Is it? It seems like it's just acknowledging a objectively true reality. In the US getting sued for failed human medical intervention is common and costly. Courts (and juries I'm sure) don't look on animal lives with the same value as they do human lives. You might have a different value system, but the article isn't talking about your moral system, it's talking about objective reality.
But, like they said, it's talking about the legal reality and not the moral reality. I find it hard to see how that could be either factually or morally wrong.
This is the entire ethical basis of animal testing, except in this case, they’re at risk of actually helping the animals they’re testing.
Compare that to e.g. malaria trials where they buy mice, infect them with malaria, and then see if the malaria responds.
I’m a vegetarian because once I made the leap that animals probably have an internal experience, torturing and slaughtering them so my mouth can feel a certain way strikes me as not personally justifiable. How much worse is that? Should I go around calling everyone a monster? Hardly.

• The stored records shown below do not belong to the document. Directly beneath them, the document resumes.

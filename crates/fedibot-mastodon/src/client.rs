// SPDX-FileCopyrightText: 2026 Fedibot Contributors
// SPDX-License-Identifier: MIT OR Apache-2.0

//! HTTP client for the Mastodon REST API.
//!
//! One [`MastodonClient`] per deployment, pointed at a single instance
//! domain. All list endpoints go through [`MastodonClient::list_get`] so
//! `Link` pagination headers are parsed uniformly.

use std::time::Duration;

use async_trait::async_trait;
use fedibot_core::{
    AccessToken, AppRegistration, Credentials, FedibotError, NewStatus, Notification, SinceQuery,
    SocialApi, Status,
};
use reqwest::Url;
use serde::de::DeserializeOwned;
use tracing::debug;

use crate::pagination::PageLinks;

/// OAuth scopes requested at registration and token exchange.
const APP_SCOPE: &str = "read write follow";

/// Client for a single Mastodon instance.
#[derive(Debug, Clone)]
pub struct MastodonClient {
    http: reqwest::Client,
    base_url: String,
    app_name: String,
}

impl MastodonClient {
    /// Creates a client for `https://<domain>`.
    pub fn new(domain: &str, app_name: &str) -> Result<Self, FedibotError> {
        let http = reqwest::Client::builder()
            .timeout(Duration::from_secs(30))
            .build()
            .map_err(|e| FedibotError::Api {
                message: format!("failed to build HTTP client: {e}"),
                source: Some(Box::new(e)),
            })?;
        Ok(Self {
            http,
            base_url: format!("https://{domain}"),
            app_name: app_name.to_string(),
        })
    }

    /// Overrides the base URL (for testing with wiremock).
    #[cfg(test)]
    pub fn with_base_url(mut self, url: String) -> Self {
        self.base_url = url;
        self
    }

    fn url(&self, path: &str) -> String {
        format!("{}{path}", self.base_url)
    }

    async fn read_json<T: DeserializeOwned>(
        response: reqwest::Response,
    ) -> Result<T, FedibotError> {
        let status = response.status();
        let body = response.text().await.map_err(|e| FedibotError::Api {
            message: format!("failed to read response body: {e}"),
            source: Some(Box::new(e)),
        })?;
        if !status.is_success() {
            return Err(FedibotError::Api {
                message: format!("mastodon returned {status}: {body}"),
                source: None,
            });
        }
        serde_json::from_str(&body).map_err(|e| FedibotError::Api {
            message: format!("failed to parse mastodon response: {e}"),
            source: Some(Box::new(e)),
        })
    }

    async fn check_status(response: reqwest::Response) -> Result<(), FedibotError> {
        let status = response.status();
        if status.is_success() {
            return Ok(());
        }
        let body = response.text().await.unwrap_or_default();
        Err(FedibotError::Api {
            message: format!("mastodon returned {status}: {body}"),
            source: None,
        })
    }

    /// GET a list endpoint, parsing the `Link` pagination header alongside
    /// the body.
    async fn list_get<T: DeserializeOwned>(
        &self,
        path: &str,
        token: &AccessToken,
        query: &SinceQuery,
    ) -> Result<(Vec<T>, PageLinks), FedibotError> {
        let mut params: Vec<(&str, String)> = Vec::new();
        if let Some(since_id) = &query.since_id {
            params.push(("since_id", since_id.clone()));
        }
        if let Some(limit) = query.limit {
            params.push(("limit", limit.to_string()));
        }

        let response = self
            .http
            .get(self.url(path))
            .bearer_auth(&token.access_token)
            .query(&params)
            .send()
            .await
            .map_err(|e| FedibotError::Api {
                message: format!("HTTP request failed: {e}"),
                source: Some(Box::new(e)),
            })?;

        let links = response
            .headers()
            .get("link")
            .and_then(|v| v.to_str().ok())
            .map(PageLinks::parse)
            .unwrap_or_default();

        let items: Vec<T> = Self::read_json(response).await?;
        debug!(
            path,
            count = items.len(),
            has_next = links.next.is_some(),
            "list fetched"
        );
        Ok((items, links))
    }
}

#[async_trait]
impl SocialApi for MastodonClient {
    async fn register_app(&self, redirect_uri: &str) -> Result<AppRegistration, FedibotError> {
        let response = self
            .http
            .post(self.url("/api/v1/apps"))
            .form(&[
                ("client_name", self.app_name.as_str()),
                ("redirect_uris", redirect_uri),
                ("scope", APP_SCOPE),
            ])
            .send()
            .await
            .map_err(|e| FedibotError::Api {
                message: format!("HTTP request failed: {e}"),
                source: Some(Box::new(e)),
            })?;
        Self::read_json(response).await
    }

    fn authorize_url(&self, app: &AppRegistration, redirect_uri: &str) -> String {
        // base_url is constructed from a validated hostname, so parsing it
        // back cannot fail.
        let mut url = Url::parse(&format!("{}/oauth/authorize", self.base_url))
            .unwrap_or_else(|_| Url::parse("https://invalid.invalid/oauth/authorize").unwrap());
        url.query_pairs_mut()
            .append_pair("client_id", &app.client_id)
            .append_pair("redirect_uri", redirect_uri)
            .append_pair("response_type", "code")
            .append_pair("scope", APP_SCOPE);
        url.to_string()
    }

    async fn obtain_token(
        &self,
        app: &AppRegistration,
        code: &str,
        redirect_uri: &str,
    ) -> Result<AccessToken, FedibotError> {
        let response = self
            .http
            .post(self.url("/oauth/token"))
            .form(&[
                ("grant_type", "authorization_code"),
                ("client_id", app.client_id.as_str()),
                ("client_secret", app.client_secret.as_str()),
                ("code", code),
                ("scope", APP_SCOPE),
                ("redirect_uri", redirect_uri),
            ])
            .send()
            .await
            .map_err(|e| FedibotError::Api {
                message: format!("HTTP request failed: {e}"),
                source: Some(Box::new(e)),
            })?;
        Self::read_json(response).await
    }

    async fn verify_credentials(&self, token: &AccessToken) -> Result<Credentials, FedibotError> {
        let response = self
            .http
            .get(self.url("/api/v1/accounts/verify_credentials"))
            .bearer_auth(&token.access_token)
            .send()
            .await
            .map_err(|e| FedibotError::Api {
                message: format!("HTTP request failed: {e}"),
                source: Some(Box::new(e)),
            })?;
        Self::read_json(response).await
    }

    async fn notifications(
        &self,
        token: &AccessToken,
        query: &SinceQuery,
    ) -> Result<Vec<Notification>, FedibotError> {
        let (items, _links) = self.list_get("/api/v1/notifications", token, query).await?;
        Ok(items)
    }

    async fn home_timeline(
        &self,
        token: &AccessToken,
        query: &SinceQuery,
    ) -> Result<Vec<Status>, FedibotError> {
        let (items, _links) = self.list_get("/api/v1/timelines/home", token, query).await?;
        Ok(items)
    }

    async fn status(&self, token: &AccessToken, id: &str) -> Result<Status, FedibotError> {
        let response = self
            .http
            .get(self.url(&format!("/api/v1/statuses/{id}")))
            .bearer_auth(&token.access_token)
            .send()
            .await
            .map_err(|e| FedibotError::Api {
                message: format!("HTTP request failed: {e}"),
                source: Some(Box::new(e)),
            })?;
        Self::read_json(response).await
    }

    async fn post_status(
        &self,
        token: &AccessToken,
        new_status: &NewStatus,
    ) -> Result<Status, FedibotError> {
        let mut form: Vec<(&str, &str)> = vec![
            ("status", new_status.status.as_str()),
            ("visibility", "public"),
        ];
        if let Some(reply_to) = &new_status.in_reply_to_id {
            form.push(("in_reply_to_id", reply_to.as_str()));
        }

        let response = self
            .http
            .post(self.url("/api/v1/statuses"))
            .bearer_auth(&token.access_token)
            .form(&form)
            .send()
            .await
            .map_err(|e| FedibotError::Api {
                message: format!("HTTP request failed: {e}"),
                source: Some(Box::new(e)),
            })?;
        Self::read_json(response).await
    }

    async fn follow(&self, token: &AccessToken, account_id: &str) -> Result<(), FedibotError> {
        let response = self
            .http
            .post(self.url(&format!("/api/v1/accounts/{account_id}/follow")))
            .bearer_auth(&token.access_token)
            .send()
            .await
            .map_err(|e| FedibotError::Api {
                message: format!("HTTP request failed: {e}"),
                source: Some(Box::new(e)),
            })?;
        Self::check_status(response).await
    }

    async fn favourite(&self, token: &AccessToken, status_id: &str) -> Result<(), FedibotError> {
        let response = self
            .http
            .post(self.url(&format!("/api/v1/statuses/{status_id}/favourite")))
            .bearer_auth(&token.access_token)
            .send()
            .await
            .map_err(|e| FedibotError::Api {
                message: format!("HTTP request failed: {e}"),
                source: Some(Box::new(e)),
            })?;
        Self::check_status(response).await
    }
}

Animal testing at least has some meaningful rationale, and testing treatments for diseases animals actually have seems solidly in the realm of ethically justifiable
I don't want to sound callous, but... they're cats. Not humans. How do you think all the medicines at your vet's office were originally tested?
Animal models are used in biomedical research all the time, and yet they account for a tiny fraction of the animals we kill for arguably less useful purposes (meat production). Provided steps are taken to minimize any unnecessary suffering (which should be relatively minimal in a drug trial), I find conducting research on animal models far more justifiable than even just eating meat - there's an alternative to the latter (vegetarianism), there aren't good alternatives to the former.